use std::path::PathBuf;
use thiserror::Error;

/// Location context attached to configuration and build errors
#[derive(Debug, Clone, Default)]
pub struct ErrorContext {
    pub file_path: Option<PathBuf>,
    pub detail: Option<String>,
}

impl ErrorContext {
    pub fn new() -> Self {
        Self::default()
    }

    pub fn with_file(mut self, path: PathBuf) -> Self {
        self.file_path = Some(path);
        self
    }

    pub fn with_detail(mut self, detail: impl Into<String>) -> Self {
        self.detail = Some(detail.into());
        self
    }
}

#[derive(Error, Debug)]
pub enum BedrockError {
    #[error("IO error: {0}")]
    Io(#[from] std::io::Error),

    /// A package named explicitly could not be located or its descriptor
    /// was unreadable. The closure walker skips such packages instead.
    #[error("Package resolution failed for '{package}': {reason}")]
    Resolution { package: String, reason: String },

    #[error("Cache IO error: {0}")]
    CacheIo(String),

    #[error("Configuration error: {message}")]
    Config {
        message: String,
        context: Option<ErrorContext>,
    },

    #[error("Build error: {message}")]
    Build {
        message: String,
        context: Option<ErrorContext>,
    },

    #[error("Serialization error: {0}")]
    Serialization(String),
}

impl BedrockError {
    pub fn config(message: impl Into<String>) -> Self {
        Self::Config {
            message: message.into(),
            context: None,
        }
    }

    pub fn config_with_context(message: impl Into<String>, context: ErrorContext) -> Self {
        Self::Config {
            message: message.into(),
            context: Some(context),
        }
    }

    pub fn build(message: impl Into<String>) -> Self {
        Self::Build {
            message: message.into(),
            context: None,
        }
    }

    pub fn build_with_context(message: impl Into<String>, context: ErrorContext) -> Self {
        Self::Build {
            message: message.into(),
            context: Some(context),
        }
    }

    pub fn cache_io(message: impl Into<String>) -> Self {
        Self::CacheIo(message.into())
    }

    /// Configuration failures are the only class that aborts before any
    /// build work starts.
    pub fn is_fatal_at_configuration(&self) -> bool {
        matches!(self, BedrockError::Config { .. })
    }

    /// Format error with context lines for terminal output
    pub fn format_detailed(&self) -> String {
        match self {
            BedrockError::Config { message, context } => {
                Self::format_with_context("Configuration Error", message, context)
            }
            BedrockError::Build { message, context } => {
                Self::format_with_context("Build Error", message, context)
            }
            _ => format!("❌ {}", self),
        }
    }

    fn format_with_context(
        error_type: &str,
        message: &str,
        context: &Option<ErrorContext>,
    ) -> String {
        let mut output = format!("❌ {}: {}", error_type, message);

        if let Some(ctx) = context {
            if let Some(ref file_path) = ctx.file_path {
                output.push_str(&format!("\n📁 File: {}", file_path.display()));
            }
            if let Some(ref detail) = ctx.detail {
                output.push_str(&format!("\n📝 {}", detail));
            }
        }

        output
    }
}

pub type Result<T> = std::result::Result<T, BedrockError>;

impl From<serde_json::Error> for BedrockError {
    fn from(err: serde_json::Error) -> Self {
        BedrockError::Serialization(err.to_string())
    }
}

impl From<bincode::Error> for BedrockError {
    fn from(err: bincode::Error) -> Self {
        BedrockError::Serialization(err.to_string())
    }
}

impl From<sled::Error> for BedrockError {
    fn from(err: sled::Error) -> Self {
        BedrockError::CacheIo(err.to_string())
    }
}
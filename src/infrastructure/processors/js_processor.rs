use crate::core::interfaces::JsProcessor;
use crate::utils::Result;

/// Hands rendered chunk source through untouched. Transpilation and
/// minification plug in behind the same trait.
#[derive(Debug, Clone, Default)]
pub struct PassthroughJsProcessor;

impl PassthroughJsProcessor {
    pub fn new() -> Self {
        Self
    }
}

#[async_trait::async_trait]
impl JsProcessor for PassthroughJsProcessor {
    async fn process_chunk(&self, _chunk_name: &str, source: &str) -> Result<String> {
        Ok(source.to_string())
    }

    fn cache_identity(&self) -> String {
        "passthrough".to_string()
    }
}
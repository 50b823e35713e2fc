// Core domain layer
pub mod models;
pub mod services;
pub mod interfaces;

pub use models::*;
pub use services::*;
pub use interfaces::*;
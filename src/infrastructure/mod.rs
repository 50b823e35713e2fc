// Infrastructure layer
pub mod file_system;
pub mod html_shell;
pub mod node_resolver;
pub mod processors;

pub use file_system::*;
pub use html_shell::*;
pub use node_resolver::*;
pub use processors::*;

- [ABOUT THIS EXERCISE]:
Please copy nothing but the lines from the one that holds "pub mod node_resolver;" through the last line of the material above, exactly as written.

- [EXERCISE RESPONSE]:
pub mod node_resolver;
pub mod processors;

pub use file_system::*;
pub use html_shell::*;
pub use node_resolver::*;
pub use processors::*;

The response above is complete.